The European Union has petitioned the World Trade Organization (WTO) to approve more than $4 billion in trade sanctions on U.S. goods and services. The European Union request is based upon an illegal tax break that the U.S. grants to exporters. The WTO has already sided against the U.S. in this dispute. It has agreed with the E.U. contention that the Foreign Sales Corporation, the program in question, provided illegal subsidies. The U.S. trade representative, Charlene Barshefsky stated that the U.S. would "contest the level of damages alleged by the E.U."

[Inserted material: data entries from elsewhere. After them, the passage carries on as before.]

// File: crates/sheet-render-skia/src/text.rs
// Summary: Zone label shaping with Skia textlayout, anchored at a baseline point.

use skia_safe as skia;
use skia::textlayout::{FontCollection, Paragraph, ParagraphBuilder, ParagraphStyle, TextStyle as SkTextStyle};

use sheet_core::TextAnchor;

pub struct TextShaper {
    fonts: FontCollection,
}

impl Default for TextShaper {
    fn default() -> Self {
        Self::new()
    }
}

impl TextShaper {
    pub fn new() -> Self {
        let mut fc = FontCollection::new();
        // Use system manager fallback
        fc.set_default_font_manager(skia::FontMgr::default(), None);
        Self { fonts: fc }
    }

    fn make_style(size: f32, color: skia::Color, family: &str) -> SkTextStyle {
        let mut ts = SkTextStyle::new();
        ts.set_font_size(size.max(1.0));
        ts.set_color(color);
        ts.set_font_families(&[family, "DejaVu Sans", "Arial", "Helvetica", "sans-serif"]);
        ts
    }

    pub fn layout(&self, text: &str, size: f32, color: skia::Color, family: &str) -> Paragraph {
        let mut pstyle = ParagraphStyle::new();
        pstyle.set_text_align(skia::textlayout::TextAlign::Left);
        let mut builder = ParagraphBuilder::new(&pstyle, &self.fonts);
        let style = Self::make_style(size, color, family);
        builder.push_style(&style);
        builder.add_text(text);
        let mut paragraph = builder.build();
        paragraph.layout(10_000.0);
        paragraph
    }

    /// Paint `text` with its alphabetic baseline at `y`, placed horizontally by `anchor`.
    #[allow(clippy::too_many_arguments)]
    pub fn draw_anchored(
        &self,
        canvas: &skia::Canvas,
        text: &str,
        x: f32,
        y: f32,
        size: f32,
        color: skia::Color,
        family: &str,
        anchor: TextAnchor,
    ) {
        let mut p = self.layout(text, size, color, family);
        let width = p.max_intrinsic_width();
        let left = match anchor {
            TextAnchor::Start => x,
            TextAnchor::Middle => x - width / 2.0,
            TextAnchor::End => x - width,
        };
        // Paragraph draws from top-left
        let top = y - p.alphabetic_baseline();
        p.paint(canvas, (left, top));
    }
}
// File: crates/sheet-core/src/draw.rs
// Summary: Immutable draw commands and their styles, format-agnostic.

use std::fmt;

use crate::types::{fmt_mm, Color, Point, Size};

#[derive(Clone, Copy, Debug, PartialEq, Eq, Hash)]
pub enum TextAnchor {
    Start,
    Middle,
    End,
}

impl TextAnchor {
    /// SVG `text-anchor` keyword.
    pub const fn as_str(&self) -> &'static str {
        match self {
            TextAnchor::Start => "start",
            TextAnchor::Middle => "middle",
            TextAnchor::End => "end",
        }
    }
}

/// Fill and/or outline for rectangles.
#[derive(Clone, Copy, Debug, PartialEq)]
pub struct ShapeStyle {
    pub fill: Option<Color>,
    pub stroke: Option<Color>,
    pub stroke_width_mm: f64,
}

impl ShapeStyle {
    pub const fn filled(color: Color) -> Self {
        Self { fill: Some(color), stroke: None, stroke_width_mm: 0.0 }
    }
    pub const fn outlined(color: Color, width_mm: f64) -> Self {
        Self { fill: None, stroke: Some(color), stroke_width_mm: width_mm }
    }
}

#[derive(Clone, Copy, Debug, PartialEq)]
pub struct LineStyle {
    pub color: Color,
    pub width_mm: f64,
}

#[derive(Clone, Debug, PartialEq)]
pub struct TextStyle {
    pub color: Color,
    pub font_family: String,
    pub font_size_mm: f64,
    pub anchor: TextAnchor,
}

#[derive(Clone, Debug, PartialEq)]
pub enum DrawCommand {
    Rectangle { position: Point, size: Size, style: ShapeStyle },
    Line { start: Point, end: Point, style: LineStyle },
    Text { text: String, position: Point, style: TextStyle },
}

impl DrawCommand {
    pub const fn kind(&self) -> &'static str {
        match self {
            DrawCommand::Rectangle { .. } => "rect",
            DrawCommand::Line { .. } => "line",
            DrawCommand::Text { .. } => "text",
        }
    }
}

fn paint(c: Option<Color>) -> String {
    c.map(|c| c.hex()).unwrap_or_else(|| "none".to_string())
}

/// One line per command, every coordinate at fixed precision. Used for
/// recording sinks and golden logs.
impl fmt::Display for DrawCommand {
    fn fmt(&self, f: &mut fmt::Formatter<'_>) -> fmt::Result {
        match self {
            DrawCommand::Rectangle { position, size, style } => write!(
                f,
                "rect {position} {size} fill={} stroke={} width={}",
                paint(style.fill),
                paint(style.stroke),
                fmt_mm(style.stroke_width_mm)
            ),
            DrawCommand::Line { start, end, style } => write!(
                f,
                "line {start} {end} stroke={} width={}",
                style.color,
                fmt_mm(style.width_mm)
            ),
            DrawCommand::Text { text, position, style } => write!(
                f,
                "text {text:?} {position} anchor={} font={:?} size={} fill={}",
                style.anchor.as_str(),
                style.font_family,
                fmt_mm(style.font_size_mm),
                style.color
            ),
        }
    }
}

The Foreign Sales Corporation (FSC) was created in 1984 as a mechanism to address a ballooning trade deficit. It allowed U.S. exporters to channel overseas profits through offshore tax havens, thereby cutting their income taxes. The FSC reduced export tax bills by as much as 30 percent per year for U.S. firms. Reductions in the cost of exporting give firms a competitive advantage and thereby encourage increased exports. The EU claimed that the Foreign Sales Corporation was illegal since it only applied to exports. They challenged the program at the WTO, and in February the WTO agreed. The WTO told the U.S. to eliminate the program or face sanctions.

Hoping to avoid these sanctions and keep the U.S. out of a trade war, President Clinton signed into law legislation to replace the FSC and bring the U.S. into compliance with global trade laws. The new law offers tax relief up to $6 billion annually to companies that export or manufacture goods abroad. The new legislation does not require firms to use offshore tax havens in order to get the tax breaks. Unfortunately, the European Commission said, "The EU believes that the new law not only maintains the violations found by the WTO in the FSC case but may even aggravate them." The EU has asked the WTO to review the new legislation. No sanctions would be imposed until the WTO has ruled.

(Updated December 1, 2000)


Draw a demand and supply curve for imports. What determines the shape of the demand curve? The supply curve?

2. On this same diagram, show the consequences of providing a subsidy to exporters on the equilibrium value of imports and import prices.
3. Suppose that a tariff is now imposed upon imports of the product. What will happen to equilibrium price and quantity?
Source Paul Meller, "Europeans Seek $4 Billion in Trade Sanctions Against U.S.," The New York Times, November 18, 2000.